START RECORDS SUPPLIED

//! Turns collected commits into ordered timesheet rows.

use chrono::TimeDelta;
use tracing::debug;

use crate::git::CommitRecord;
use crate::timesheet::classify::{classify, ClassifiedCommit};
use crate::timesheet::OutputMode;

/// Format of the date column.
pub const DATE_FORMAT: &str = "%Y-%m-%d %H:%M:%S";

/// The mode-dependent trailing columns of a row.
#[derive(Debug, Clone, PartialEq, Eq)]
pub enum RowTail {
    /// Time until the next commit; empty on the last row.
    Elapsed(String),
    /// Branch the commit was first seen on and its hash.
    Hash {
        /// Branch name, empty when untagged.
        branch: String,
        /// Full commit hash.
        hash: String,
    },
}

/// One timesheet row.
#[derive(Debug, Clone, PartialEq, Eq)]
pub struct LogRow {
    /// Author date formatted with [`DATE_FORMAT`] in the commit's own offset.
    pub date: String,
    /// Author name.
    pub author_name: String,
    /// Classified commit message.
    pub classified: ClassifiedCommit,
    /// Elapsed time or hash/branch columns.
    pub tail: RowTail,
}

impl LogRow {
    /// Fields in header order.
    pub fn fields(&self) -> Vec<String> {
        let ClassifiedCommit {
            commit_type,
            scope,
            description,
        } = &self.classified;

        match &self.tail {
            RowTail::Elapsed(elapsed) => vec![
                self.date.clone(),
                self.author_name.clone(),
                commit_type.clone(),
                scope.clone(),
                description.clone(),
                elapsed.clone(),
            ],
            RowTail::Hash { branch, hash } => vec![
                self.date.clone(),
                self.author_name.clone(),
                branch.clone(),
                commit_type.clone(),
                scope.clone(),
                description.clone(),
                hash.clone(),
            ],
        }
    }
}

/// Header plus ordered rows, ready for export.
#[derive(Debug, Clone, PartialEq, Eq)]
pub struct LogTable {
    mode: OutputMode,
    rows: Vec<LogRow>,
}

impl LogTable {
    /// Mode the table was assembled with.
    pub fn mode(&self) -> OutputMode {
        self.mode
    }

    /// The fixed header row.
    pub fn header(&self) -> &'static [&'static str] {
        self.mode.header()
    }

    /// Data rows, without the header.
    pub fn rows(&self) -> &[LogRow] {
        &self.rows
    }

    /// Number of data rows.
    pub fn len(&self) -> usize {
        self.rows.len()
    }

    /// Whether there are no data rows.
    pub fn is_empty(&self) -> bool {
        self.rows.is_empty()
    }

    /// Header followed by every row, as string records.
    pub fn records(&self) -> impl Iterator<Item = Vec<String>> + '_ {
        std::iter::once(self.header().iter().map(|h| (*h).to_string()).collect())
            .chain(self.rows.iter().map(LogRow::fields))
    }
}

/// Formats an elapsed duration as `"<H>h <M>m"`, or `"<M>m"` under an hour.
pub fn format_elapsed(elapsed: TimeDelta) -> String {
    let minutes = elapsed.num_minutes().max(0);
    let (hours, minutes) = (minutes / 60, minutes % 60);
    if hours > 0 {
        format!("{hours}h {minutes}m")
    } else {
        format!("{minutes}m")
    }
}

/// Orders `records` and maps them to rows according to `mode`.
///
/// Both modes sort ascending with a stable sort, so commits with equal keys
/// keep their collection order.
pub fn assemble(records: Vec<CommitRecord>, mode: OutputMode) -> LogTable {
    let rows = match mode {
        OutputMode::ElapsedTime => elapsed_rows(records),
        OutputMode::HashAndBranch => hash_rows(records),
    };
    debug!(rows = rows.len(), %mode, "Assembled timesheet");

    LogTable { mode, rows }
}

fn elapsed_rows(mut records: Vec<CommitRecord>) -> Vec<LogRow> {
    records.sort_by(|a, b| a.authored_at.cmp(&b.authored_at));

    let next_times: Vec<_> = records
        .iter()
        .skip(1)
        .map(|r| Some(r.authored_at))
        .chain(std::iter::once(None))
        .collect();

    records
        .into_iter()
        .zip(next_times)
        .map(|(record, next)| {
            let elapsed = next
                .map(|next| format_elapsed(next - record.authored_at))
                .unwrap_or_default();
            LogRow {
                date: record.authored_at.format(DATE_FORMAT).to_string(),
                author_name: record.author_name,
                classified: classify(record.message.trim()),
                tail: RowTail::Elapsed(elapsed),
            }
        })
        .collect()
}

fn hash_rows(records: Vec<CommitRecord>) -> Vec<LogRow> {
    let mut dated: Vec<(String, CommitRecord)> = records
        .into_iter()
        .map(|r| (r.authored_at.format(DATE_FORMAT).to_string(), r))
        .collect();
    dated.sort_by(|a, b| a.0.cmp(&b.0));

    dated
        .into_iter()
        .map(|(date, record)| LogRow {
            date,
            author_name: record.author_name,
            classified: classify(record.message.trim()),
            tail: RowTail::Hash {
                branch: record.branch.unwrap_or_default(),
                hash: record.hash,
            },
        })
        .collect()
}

END RECORDS SUPPLIED
START RECORDS SUPPLIED

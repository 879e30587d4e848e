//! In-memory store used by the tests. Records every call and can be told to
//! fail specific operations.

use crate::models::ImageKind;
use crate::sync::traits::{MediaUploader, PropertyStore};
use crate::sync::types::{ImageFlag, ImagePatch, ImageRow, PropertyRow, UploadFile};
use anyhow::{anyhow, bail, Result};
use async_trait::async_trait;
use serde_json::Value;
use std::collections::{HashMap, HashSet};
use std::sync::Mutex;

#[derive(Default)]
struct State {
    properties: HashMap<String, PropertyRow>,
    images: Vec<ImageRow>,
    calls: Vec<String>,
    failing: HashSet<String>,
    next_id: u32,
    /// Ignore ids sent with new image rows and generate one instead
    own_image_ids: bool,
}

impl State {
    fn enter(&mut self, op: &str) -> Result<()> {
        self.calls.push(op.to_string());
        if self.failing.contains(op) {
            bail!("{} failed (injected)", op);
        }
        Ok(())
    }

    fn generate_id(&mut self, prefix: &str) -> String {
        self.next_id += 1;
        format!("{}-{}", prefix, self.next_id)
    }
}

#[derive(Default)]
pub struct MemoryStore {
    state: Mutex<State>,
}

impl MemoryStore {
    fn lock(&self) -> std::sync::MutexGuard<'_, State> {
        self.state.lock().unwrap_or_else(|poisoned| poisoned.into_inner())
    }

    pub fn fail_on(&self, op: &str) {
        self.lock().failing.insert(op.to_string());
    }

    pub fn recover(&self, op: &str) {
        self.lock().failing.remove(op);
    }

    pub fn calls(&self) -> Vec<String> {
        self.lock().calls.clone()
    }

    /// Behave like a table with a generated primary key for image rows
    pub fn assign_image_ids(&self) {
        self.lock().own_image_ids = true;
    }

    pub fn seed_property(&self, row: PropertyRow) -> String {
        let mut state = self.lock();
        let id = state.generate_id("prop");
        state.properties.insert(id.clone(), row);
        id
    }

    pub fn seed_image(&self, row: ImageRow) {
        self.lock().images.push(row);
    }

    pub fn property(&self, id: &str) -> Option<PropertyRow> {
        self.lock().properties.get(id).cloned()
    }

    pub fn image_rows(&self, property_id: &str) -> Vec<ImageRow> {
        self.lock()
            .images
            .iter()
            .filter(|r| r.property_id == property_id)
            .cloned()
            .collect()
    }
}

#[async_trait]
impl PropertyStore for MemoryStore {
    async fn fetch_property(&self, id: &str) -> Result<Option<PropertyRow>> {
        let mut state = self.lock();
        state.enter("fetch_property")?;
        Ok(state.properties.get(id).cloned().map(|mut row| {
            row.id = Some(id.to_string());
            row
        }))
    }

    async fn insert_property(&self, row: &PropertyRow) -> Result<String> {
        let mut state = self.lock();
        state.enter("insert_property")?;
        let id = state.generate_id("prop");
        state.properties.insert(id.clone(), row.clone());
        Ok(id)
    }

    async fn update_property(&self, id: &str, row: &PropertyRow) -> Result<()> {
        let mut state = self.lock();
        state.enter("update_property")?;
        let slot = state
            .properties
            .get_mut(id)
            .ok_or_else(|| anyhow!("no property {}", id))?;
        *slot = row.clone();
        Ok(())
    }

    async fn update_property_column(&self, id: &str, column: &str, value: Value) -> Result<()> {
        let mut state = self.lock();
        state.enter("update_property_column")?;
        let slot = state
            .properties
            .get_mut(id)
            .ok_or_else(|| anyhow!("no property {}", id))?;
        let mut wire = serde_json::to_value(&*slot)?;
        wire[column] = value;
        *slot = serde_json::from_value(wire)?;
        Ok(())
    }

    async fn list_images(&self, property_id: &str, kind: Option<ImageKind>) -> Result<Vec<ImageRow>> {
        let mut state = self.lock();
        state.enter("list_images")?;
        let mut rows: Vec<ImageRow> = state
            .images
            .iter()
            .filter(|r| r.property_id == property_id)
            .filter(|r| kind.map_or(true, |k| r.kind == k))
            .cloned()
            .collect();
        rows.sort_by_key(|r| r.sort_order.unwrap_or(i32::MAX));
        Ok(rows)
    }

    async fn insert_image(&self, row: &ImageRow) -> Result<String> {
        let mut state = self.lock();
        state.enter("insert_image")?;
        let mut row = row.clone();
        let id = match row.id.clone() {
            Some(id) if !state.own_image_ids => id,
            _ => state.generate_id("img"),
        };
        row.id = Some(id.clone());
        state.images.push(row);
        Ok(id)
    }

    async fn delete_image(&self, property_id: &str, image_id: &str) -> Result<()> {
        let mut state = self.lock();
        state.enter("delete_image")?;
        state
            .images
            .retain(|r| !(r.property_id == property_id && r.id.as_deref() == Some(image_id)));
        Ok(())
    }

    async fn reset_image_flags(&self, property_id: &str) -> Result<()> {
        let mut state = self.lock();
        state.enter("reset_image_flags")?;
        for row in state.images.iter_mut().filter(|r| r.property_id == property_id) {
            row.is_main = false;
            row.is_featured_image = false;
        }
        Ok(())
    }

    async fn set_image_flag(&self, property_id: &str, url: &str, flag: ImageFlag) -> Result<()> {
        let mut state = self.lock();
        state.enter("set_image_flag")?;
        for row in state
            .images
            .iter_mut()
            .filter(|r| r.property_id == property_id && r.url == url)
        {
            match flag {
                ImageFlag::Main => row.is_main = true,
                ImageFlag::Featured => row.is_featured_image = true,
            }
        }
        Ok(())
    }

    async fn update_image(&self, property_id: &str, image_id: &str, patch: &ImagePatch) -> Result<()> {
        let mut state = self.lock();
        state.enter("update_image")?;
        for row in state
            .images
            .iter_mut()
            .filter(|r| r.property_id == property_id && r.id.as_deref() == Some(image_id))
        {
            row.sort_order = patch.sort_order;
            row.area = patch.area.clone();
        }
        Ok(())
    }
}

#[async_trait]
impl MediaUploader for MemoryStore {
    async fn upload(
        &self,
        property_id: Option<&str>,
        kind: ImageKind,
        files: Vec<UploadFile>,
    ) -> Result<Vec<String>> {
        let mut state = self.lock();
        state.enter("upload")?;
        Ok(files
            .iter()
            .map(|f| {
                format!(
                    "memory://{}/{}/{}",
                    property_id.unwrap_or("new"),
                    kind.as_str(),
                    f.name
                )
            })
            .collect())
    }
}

END RECORDS SUPPLIED
START RECORDS SUPPLIED

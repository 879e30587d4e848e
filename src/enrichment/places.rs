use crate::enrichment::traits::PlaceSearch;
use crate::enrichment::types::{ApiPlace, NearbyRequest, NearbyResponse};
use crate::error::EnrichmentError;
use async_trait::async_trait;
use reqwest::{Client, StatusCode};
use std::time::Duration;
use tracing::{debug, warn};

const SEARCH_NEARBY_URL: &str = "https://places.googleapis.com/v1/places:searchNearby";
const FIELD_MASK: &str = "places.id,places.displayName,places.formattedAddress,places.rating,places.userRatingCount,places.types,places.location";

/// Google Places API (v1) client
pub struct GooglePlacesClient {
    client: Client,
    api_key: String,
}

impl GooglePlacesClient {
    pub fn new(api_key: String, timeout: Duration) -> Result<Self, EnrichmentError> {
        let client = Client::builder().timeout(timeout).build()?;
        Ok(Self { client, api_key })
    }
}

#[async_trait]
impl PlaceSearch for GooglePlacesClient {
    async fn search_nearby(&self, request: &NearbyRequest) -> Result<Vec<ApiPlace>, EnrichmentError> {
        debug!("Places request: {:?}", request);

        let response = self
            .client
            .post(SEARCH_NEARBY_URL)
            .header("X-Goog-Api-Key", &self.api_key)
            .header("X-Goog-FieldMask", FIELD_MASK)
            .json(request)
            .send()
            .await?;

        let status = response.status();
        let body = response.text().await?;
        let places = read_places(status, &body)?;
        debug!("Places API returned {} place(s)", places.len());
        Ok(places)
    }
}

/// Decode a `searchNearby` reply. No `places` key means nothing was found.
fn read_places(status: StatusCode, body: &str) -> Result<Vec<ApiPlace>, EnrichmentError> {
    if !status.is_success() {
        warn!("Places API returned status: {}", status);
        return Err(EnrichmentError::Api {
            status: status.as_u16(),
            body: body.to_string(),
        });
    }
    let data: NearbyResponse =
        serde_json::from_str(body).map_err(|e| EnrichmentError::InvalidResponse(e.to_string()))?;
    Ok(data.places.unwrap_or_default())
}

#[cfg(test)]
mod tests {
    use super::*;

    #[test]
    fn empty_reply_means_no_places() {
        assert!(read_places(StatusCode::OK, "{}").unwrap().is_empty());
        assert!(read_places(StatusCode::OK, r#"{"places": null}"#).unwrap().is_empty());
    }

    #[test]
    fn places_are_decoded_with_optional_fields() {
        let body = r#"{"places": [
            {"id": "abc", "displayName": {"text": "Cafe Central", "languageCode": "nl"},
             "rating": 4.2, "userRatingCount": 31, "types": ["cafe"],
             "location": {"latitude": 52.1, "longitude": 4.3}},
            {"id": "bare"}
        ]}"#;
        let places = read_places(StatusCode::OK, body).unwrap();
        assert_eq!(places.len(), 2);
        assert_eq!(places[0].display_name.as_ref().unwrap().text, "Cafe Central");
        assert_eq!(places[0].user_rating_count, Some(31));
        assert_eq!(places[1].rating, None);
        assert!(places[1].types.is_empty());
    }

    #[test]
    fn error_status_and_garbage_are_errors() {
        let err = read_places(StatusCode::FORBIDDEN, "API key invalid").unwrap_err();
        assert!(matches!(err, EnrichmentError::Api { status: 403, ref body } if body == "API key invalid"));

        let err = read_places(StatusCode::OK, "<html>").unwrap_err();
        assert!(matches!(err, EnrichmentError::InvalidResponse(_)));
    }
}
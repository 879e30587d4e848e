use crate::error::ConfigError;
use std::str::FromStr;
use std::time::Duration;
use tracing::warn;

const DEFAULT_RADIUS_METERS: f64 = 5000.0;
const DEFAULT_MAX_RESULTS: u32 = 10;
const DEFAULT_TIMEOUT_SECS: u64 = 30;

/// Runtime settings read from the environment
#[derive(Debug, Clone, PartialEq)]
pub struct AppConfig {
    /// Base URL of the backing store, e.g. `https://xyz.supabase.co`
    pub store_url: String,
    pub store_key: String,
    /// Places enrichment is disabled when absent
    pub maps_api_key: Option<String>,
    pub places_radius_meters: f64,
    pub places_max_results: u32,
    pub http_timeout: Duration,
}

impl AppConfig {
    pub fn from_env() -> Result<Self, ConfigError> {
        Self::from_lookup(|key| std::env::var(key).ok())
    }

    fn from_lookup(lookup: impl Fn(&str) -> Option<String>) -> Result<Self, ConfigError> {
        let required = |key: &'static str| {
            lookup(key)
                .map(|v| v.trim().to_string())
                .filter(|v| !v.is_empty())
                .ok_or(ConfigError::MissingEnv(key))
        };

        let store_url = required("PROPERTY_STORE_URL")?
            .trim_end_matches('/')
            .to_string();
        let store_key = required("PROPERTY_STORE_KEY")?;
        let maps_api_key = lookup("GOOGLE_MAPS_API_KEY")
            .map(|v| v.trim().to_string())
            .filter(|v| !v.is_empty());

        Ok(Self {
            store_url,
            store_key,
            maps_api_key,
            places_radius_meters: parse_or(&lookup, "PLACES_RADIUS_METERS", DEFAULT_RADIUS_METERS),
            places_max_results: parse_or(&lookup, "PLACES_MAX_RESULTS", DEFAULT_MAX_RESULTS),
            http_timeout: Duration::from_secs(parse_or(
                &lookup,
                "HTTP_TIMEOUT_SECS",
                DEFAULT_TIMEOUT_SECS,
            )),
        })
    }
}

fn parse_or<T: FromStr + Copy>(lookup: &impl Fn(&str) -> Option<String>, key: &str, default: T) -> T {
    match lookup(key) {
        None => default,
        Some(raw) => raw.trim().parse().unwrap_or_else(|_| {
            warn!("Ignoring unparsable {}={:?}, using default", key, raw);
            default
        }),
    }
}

END RECORDS SUPPLIED

:: ASSIGNED TASK ::
Working from the entries above, find every line in which the word "struct" occurs and copy it.

:: ANSWER SPACE ::
pub struct LogRow {
pub struct LogTable {
struct State {
pub struct MemoryStore {
pub struct GooglePlacesClient {
pub struct AppConfig {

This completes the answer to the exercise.